5. Stop having multiple regulators regulate the same thing. There was a time when banks were different from savings and loans, which were different from thrifts. They all had separate regulators regulating the same things. That is an archaic model. Similar financial institutions should all have the same standards and one regulator.


6. Fannie and Freddie. These entities have provided a valuable service for decades, and owning a home is still the linchpin of the American dream. We should continue to support homeownership with some federal backing for the most secure loans. But rather than letting a lightly regulated entity play fast and loose with that government guarantee, let's follow more of a public utility model. In other words, a private entity that administers a government franchise in a tightly controlled way. And let's have more than two of them.

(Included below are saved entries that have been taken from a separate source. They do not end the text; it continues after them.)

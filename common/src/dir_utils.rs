// Copyright 2024. The Tari Project
//
// Redistribution and use in source and binary forms, with or without modification, are permitted provided that the
// following conditions are met:
//
// 1. Redistributions of source code must retain the above copyright notice, this list of conditions and the following
// disclaimer.
//
// 2. Redistributions in binary form must reproduce the above copyright notice, this list of conditions and the
// following disclaimer in the documentation and/or other materials provided with the distribution.
//
// 3. Neither the name of the copyright holder nor the names of its contributors may be used to endorse or promote
// products derived from this software without specific prior written permission.
//
// THIS SOFTWARE IS PROVIDED BY THE COPYRIGHT HOLDERS AND CONTRIBUTORS "AS IS" AND ANY EXPRESS OR IMPLIED WARRANTIES,
// INCLUDING, BUT NOT LIMITED TO, THE IMPLIED WARRANTIES OF MERCHANTABILITY AND FITNESS FOR A PARTICULAR PURPOSE ARE
// DISCLAIMED. IN NO EVENT SHALL THE COPYRIGHT HOLDER OR CONTRIBUTORS BE LIABLE FOR ANY DIRECT, INDIRECT, INCIDENTAL,
// SPECIAL, EXEMPLARY, OR CONSEQUENTIAL DAMAGES (INCLUDING, BUT NOT LIMITED TO, PROCUREMENT OF SUBSTITUTE GOODS OR
// SERVICES; LOSS OF USE, DATA, OR PROFITS; OR BUSINESS INTERRUPTION) HOWEVER CAUSED AND ON ANY THEORY OF LIABILITY,
// WHETHER IN CONTRACT, STRICT LIABILITY, OR TORT (INCLUDING NEGLIGENCE OR OTHERWISE) ARISING IN ANY WAY OUT OF THE
// USE OF THIS SOFTWARE, EVEN IF ADVISED OF THE POSSIBILITY OF SUCH DAMAGE.

use std::path::PathBuf;

/// The default data directory, `~/.bitcann` on OSx and Linux.
pub fn default_data_dir() -> PathBuf {
    let mut home = dirs_next::home_dir().unwrap_or_else(|| PathBuf::from("."));
    home.push(".bitcann");
    home
}

/// Path of `filename` inside the default data directory.
pub fn default_path(filename: &str) -> PathBuf {
    let mut path = default_data_dir();
    path.push(filename);
    path
}

#[cfg(test)]
mod test {
    use super::*;

    #[test]
    fn it_places_files_in_the_data_dir() {
        let path = default_path("config.toml");
        assert!(path.ends_with(".bitcann/config.toml"));
    }
}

7. Some insurance is nationwide. Homes don't move, and cars rarely cross state lines. But various financial insurance products (credit default insurance, annuities, life insurance, etc.) have no nexus in any state. Insurance companies that wish to market such products should have a federal regulator that is more focused on these as financial instruments, since they are distinct from traditional home and car insurance.


8. Don't single out the SEC. There will need to be a complete review of all of the duplicative and complementary regulators in financial markets to streamline the 70-year-old structure we have today.


9. Accounting matters. As a CPA, I love to point this out. Accounting rules for public entities do matter, as the debate on mark-to-market should indicate. We should transition from quarterly to semiannual financial statements so we can reduce market volatility and shift focus from short-term numbers to long-term viability. We should also move toward the international IFRS accounting standards while shielding companies from abusive shareholder lawsuits.


This is not a comprehensive plan, and there are lots of details I have left out in the interest of brevity. Furthermore, I don't claim to have all the answers. But I do have some ideas.


The one thing I do know is that I never want to experience what we have experienced this year ever again. I also do not want to stifle innovation and enterprise as we move forward. I do not think these two goals are mutually exclusive.


If investors make a wrong bet, they should lose. But when an investor makes a wrong bet, he or she should not be able to take half the economy down with them.


This will not be easy, but it must be done, and soon. Let's get to work.


Campbell represents California's 48th Congressional District in Orange County.